Sort through the entries below and pull out lines containing the word "LocationIngestGate".

##### GIVEN INFORMATION #####

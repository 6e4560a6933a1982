//! # Algorithm Toolbox
//!
//! Direct access to the pure algorithms, without a recording session.
//! Use these when recomputing statistics after editing a track, or when
//! embedding one piece (say, the elevation filter) in another pipeline.
//!
//! ## Core Algorithms
//!
//! - **Fix Gating**: cold start, stale fixes, long gaps, minimum movement
//! - **Adaptive Sampling**: movement tiers and delivery cadence
//! - **Elevation Filter**: median + exponential smoothing with leg hysteresis
//! - **Path Projection**: nearest point on a polyline
//! - **Off-Trail Monitor**: debounced excursion alerts
//!
//! ## Geographic Utilities
//!
//! - **Haversine Distance**: Great-circle distance between GPS points
//! - **Polyline Length**: Total distance along a path
//! - **Local Projection**: Tangent-plane meters around an origin
//!
//! # Example
//!
//! ```rust
//! use trail_recorder::algorithms::{
//!     distance_to_path, offset_meters, ElevationConfig, ElevationFilter, GpsPoint, TrackPoint,
//! };
//!
//! let start = GpsPoint::new(45.9237, 6.8694);
//! let path = vec![start, offset_meters(&start, 0.0, 500.0)];
//! let me = offset_meters(&start, 30.0, 250.0);
//! let off_by = distance_to_path(&me, &path).unwrap();
//! assert!((off_by - 30.0).abs() < 0.5);
//!
//! let track: Vec<TrackPoint> = path
//!     .iter()
//!     .enumerate()
//!     .map(|(i, p)| TrackPoint::new(p.latitude, p.longitude, Some(1_000.0), i as i64 * 60_000))
//!     .collect();
//! let filter = ElevationFilter::replay(&track, &ElevationConfig::default());
//! assert_eq!(filter.summary().gain_m, 0.0);
//! ```

// =============================================================================
// Core Types (re-exported from lib)
// =============================================================================

pub use crate::{Bounds, Fix, FixSource, GpsPoint, TrackPoint};

// =============================================================================
// Configuration
// =============================================================================

pub use crate::config::{
    ElevationConfig, GateConfig, OffTrailConfig, SamplingConfig, TierCadence, TrackerConfig,
};

// =============================================================================
// Geographic Utilities
// =============================================================================

pub use crate::geo_utils::{
    haversine_distance, offset_meters, polyline_length, LocalProjection, EARTH_RADIUS_M,
};

// =============================================================================
// Path Projection
// =============================================================================

pub use crate::projection::{distance_to_path, insertion_index, project_onto_path, PathProjection};

// =============================================================================
// Fix Gating and Sampling
// =============================================================================

pub use crate::gate::{Admission, GateDecision, IngestOutcome, LocationIngestGate};
pub use crate::sampling::{AdaptiveSamplingController, CadenceRequest, SamplingTier};

// =============================================================================
// Elevation
// =============================================================================

pub use crate::elevation::{ElevationFilter, ElevationSummary, Leg};

// =============================================================================
// Off-Trail
// =============================================================================

pub use crate::off_trail::{
    OffTrailAlert, OffTrailMonitor, OffTrailPhase, PathKind, ReferencePath, WatchContext,
};

// =============================================================================
// Batch Statistics
// =============================================================================

pub use crate::summary::{summarize_tracks, TrackSummary, MOVING_SPEED_MPS};
impl RecordingSession {
    /// Fresh session; the first fix goes through the cold-start gate.
    pub fn start(config: TrackerConfig, now_ms: i64) -> Self {
        let config = config.validated();
        Self {
            gate: LocationIngestGate::new(config.gate.clone()),
            sampler: AdaptiveSamplingController::new(config.sampling.clone(), now_ms),
            elevation: ElevationFilter::new(config.elevation.clone()),
            track: Vec::new(),
            distance_m: 0.0,
            outcomes: HashMap::new(),
            paused: false,
            started_at_ms: now_ms,
            config,
        }
    }

    /// Continue a stored trajectory.
    ///
    /// Distance and elevation are recomputed from `stored`, and the gate
    /// measures the next fix from its last point without a cold start.
    pub fn resume(config: TrackerConfig, stored: Vec<TrackPoint>, now_ms: i64) -> Self {
        let mut session = Self::start(config, now_ms);
        if let Some(last) = stored.last() {
            session.gate = LocationIngestGate::baselined_on(session.config.gate.clone(), *last);
        }
        if let Some(first) = stored.first() {
            session.started_at_ms = first.timestamp_ms;
        }

        let positions: Vec<GpsPoint> = stored.iter().map(TrackPoint::position).collect();
        session.distance_m = polyline_length(&positions);
        session.elevation = ElevationFilter::replay(&stored, &session.config.elevation);
        info!(
            "[TrackRecorder] Resumed with {} points, {:.0}m",
            stored.len(),
            session.distance_m
        );
        session.track = stored;
        session
    }

    /// Run one fix through the gate and update the session.
    pub fn submit(&mut self, fix: Fix, now_ms: i64) -> SubmitReport {
        if self.paused {
            return self.count(SubmitReport::without_cadence(IngestOutcome::Paused));
        }

        let report = match self.gate.evaluate(fix, now_ms) {
            GateDecision::Rejected(outcome) => SubmitReport::without_cadence(outcome),
            GateDecision::TooClose { fix, previous } => SubmitReport {
                outcome: IngestOutcome::RejectedTooClose,
                cadence: self.sampler.observe(&fix, Some(&previous), now_ms),
            },
            GateDecision::Admit(admission) => SubmitReport {
                outcome: IngestOutcome::Accepted,
                cadence: self.append(admission, now_ms),
            },
            GateDecision::AdmitStart(first, second) => {
                let first_cadence = self.append(first, now_ms);
                let second_cadence = self.append(second, now_ms);
                SubmitReport {
                    outcome: IngestOutcome::Accepted,
                    cadence: second_cadence.or(first_cadence),
                }
            }
        };
        debug!("[TrackRecorder] Fix -> {:?}", report.outcome);
        self.count(report)
    }

    fn append(&mut self, admission: Admission, now_ms: i64) -> Option<CadenceRequest> {
        self.track.push(admission.point);
        self.distance_m += admission.distance_m.max(0.0);
        self.elevation.push(&admission.point);
        self.sampler
            .observe(&admission.fix, admission.previous.as_ref(), now_ms)
    }

    fn count(&mut self, report: SubmitReport) -> SubmitReport {
        *self.outcomes.entry(report.outcome).or_insert(0) += 1;
        report
    }

    pub fn pause(&mut self) {
        self.paused = true;
    }

    pub fn resume_updates(&mut self) {
        self.paused = false;
    }

    pub fn is_paused(&self) -> bool {
        self.paused
    }

    pub fn set_battery_saver(&mut self, enabled: bool, now_ms: i64) -> Option<CadenceRequest> {
        self.config.sampling.battery_saver = enabled;
        self.sampler.set_battery_saver(enabled, now_ms)
    }

    /// Cadence for the tier in force.
    pub fn current_cadence(&self) -> CadenceRequest {
        self.sampler.current_request()
    }

    pub fn config(&self) -> &TrackerConfig {
        &self.config
    }

    pub fn started_at_ms(&self) -> i64 {
        self.started_at_ms
    }

    pub fn track(&self) -> &[TrackPoint] {
        &self.track
    }

    pub fn last_point(&self) -> Option<&TrackPoint> {
        self.track.last()
    }

    pub fn distance_m(&self) -> f64 {
        self.distance_m
    }

    pub fn elevation(&self) -> &ElevationFilter {
        &self.elevation
    }

    pub fn tier(&self) -> SamplingTier {
        self.sampler.tier()
    }

    /// How many fixes ended with `outcome`.
    pub fn outcome_count(&self, outcome: IngestOutcome) -> u64 {
        self.outcomes.get(&outcome).copied().unwrap_or(0)
    }

    pub fn stats(&self, now_ms: i64) -> SessionStats {
        SessionStats {
            started_at_ms: self.started_at_ms,
            elapsed_ms: (now_ms - self.started_at_ms).max(0),
            point_count: self.track.len() as u32,
            distance_m: self.distance_m,
            gain_m: self.elevation.gain_m(),
            loss_m: self.elevation.loss_m(),
            altitude_m: self.elevation.smoothed(),
            tier: self.sampler.tier(),
            paused: self.paused,
        }
    }

    /// Batch statistics over the trajectory so far.
    pub fn summary(&self) -> TrackSummary {
        TrackSummary::from_points(&self.track, &self.config.elevation)
    }

    pub fn into_track(self) -> Vec<TrackPoint> {
        self.track
    }
}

#####

ANSWER SECTION |
pub use crate::gate::{Admission, GateDecision, IngestOutcome, LocationIngestGate};
            gate: LocationIngestGate::new(config.gate.clone()),
            session.gate = LocationIngestGate::baselined_on(session.config.gate.clone(), *last);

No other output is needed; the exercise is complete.